1 files changed, 13 insertions, 19 deletions

diff --git a/bezout.tex b/bezout.tex
index db14a52..f950b8c 100644
--- a/bezout.tex
+++ b/bezout.tex
@@ -128,8 +128,7 @@ whole space.) Where it might be a problem, we introduce the additional
 constraint $z^\dagger z\leq Nr^2$. The resulting configuration space is a complex
 manifold with boundary. We shall see that the `radius' $r$ proves an insightful
 knob in our present problem, revealing structure as it is varied.
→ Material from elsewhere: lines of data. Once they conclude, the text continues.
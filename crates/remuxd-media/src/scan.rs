//! Media file discovery.

use std::path::{Path, PathBuf};
use tokio::fs;

use crate::error::MediaResult;

/// Recursively collect all `.mkv` files under a directory.
///
/// Results are sorted for deterministic processing order. An empty
/// result is not an error; the caller decides what no work means.
pub async fn find_mkv_files(root: impl AsRef<Path>) -> MediaResult<Vec<PathBuf>> {
    let mut files = Vec::new();
    let mut pending = vec![root.as_ref().to_path_buf()];

    while let Some(dir) = pending.pop() {
        let mut entries = fs::read_dir(&dir).await?;
        while let Some(entry) = entries.next_entry().await? {
            let path = entry.path();
            let file_type = entry.file_type().await?;

            if file_type.is_dir() {
                pending.push(path);
            } else if path.extension().is_some_and(|ext| ext == "mkv") {
                files.push(path);
            }
        }
    }

    files.sort();
    Ok(files)
}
Note
-that---combined with the constraint $z^Tz=N$---taking $r=1$ reduces the problem
-to that of the ordinary $p$-spin.
+that taking $r=1$ reduces the problem to that of the ordinary $p$-spin.
 
 The critical points are of $H$ given by the solutions to the set of equations
 \begin{equation} \label{eq:polynomial}
@@ -143,18 +142,14 @@ of random polynomials \cite{Bogomolny_1992_Distribution}, which are for $N=1$
 and $p\to\infty$.  We see from \eqref{eq:polynomial} that at any critical
 point $\epsilon=H/N$, the average energy.
 
-Since $H$ is holomorphic, any critical point of $\operatorname{Re}H$ is also a
-critical point of $\operatorname{Im}H$. The number of critical points of $H$ is
-therefore the same as that of $\operatorname{Re}H$. From each saddle 
-emerge gradient lines of $\operatorname{Re}H$, which are also ones of constant
-$\operatorname{Im}H$ and therefore constant phase.
-
-Writing $z=x+iy$, $\operatorname{Re}H$ can be considered a real-valued function
-of $2N$ real variables. Its number of saddle-points is given by the usual
-Kac--Rice formula:
+Since $H$ is holomorphic, any critical point of $\operatorname{Re}H$ is also
+one of $\operatorname{Im}H$, and therefore of $H$ itself. Writing $z=x+iy$ for
+$x,y\in\mathbb R^N$, $\operatorname{Re}H$ can be considered a real-valued
+function of $2N$ real variables. The number of critical points of $H$ is thus given by the
+usual Kac--Rice formula applied to $\operatorname{Re}H$:
 \begin{equation} \label{eq:real.kac-rice}
   \begin{aligned}
-    \mathcal N_J&(\kappa,\epsilon,r)
+    \mathcal N&(\kappa,\epsilon,r)
       = \int dx\,dy\,\delta(\partial_x\operatorname{Re}H)\delta(\partial_y\operatorname{Re}H) \\
       &\hspace{6pc}\times\left|\det\begin{bmatrix}
           \partial_x\partial_x\operatorname{Re}H & \partial_x\partial_y\operatorname{Re}H \\
@@ -169,7 +164,7 @@ $\partial_y\operatorname{Re}H=-\operatorname{Im}\partial H$. Carrying these
 transformations through, we have
 \begin{equation} \label{eq:complex.kac-rice}
   \begin{aligned}
-    \mathcal N_J&(\kappa,\epsilon,r)
+    \mathcal N&(\kappa,\epsilon,r)
       = \int dx\,dy\,\delta(\operatorname{Re}\partial H)\delta(\operatorname{Im}\partial H) \\
                 &\hspace{6pc}\times\left|\det\begin{bmatrix}
             \operatorname{Re}\partial\partial H & -\operatorname{Im}\partial\partial H \\
@@ -183,7 +178,7 @@ transformations through, we have
 \end{equation}
 This gives three equivalent expressions for the determinant of the Hessian: as
 that of a $2N\times 2N$ real matrix, that of an $N\times N$ Hermitian matrix,
-i.e. the norm squared of that of an $N\times N$ complex symmetric matrix.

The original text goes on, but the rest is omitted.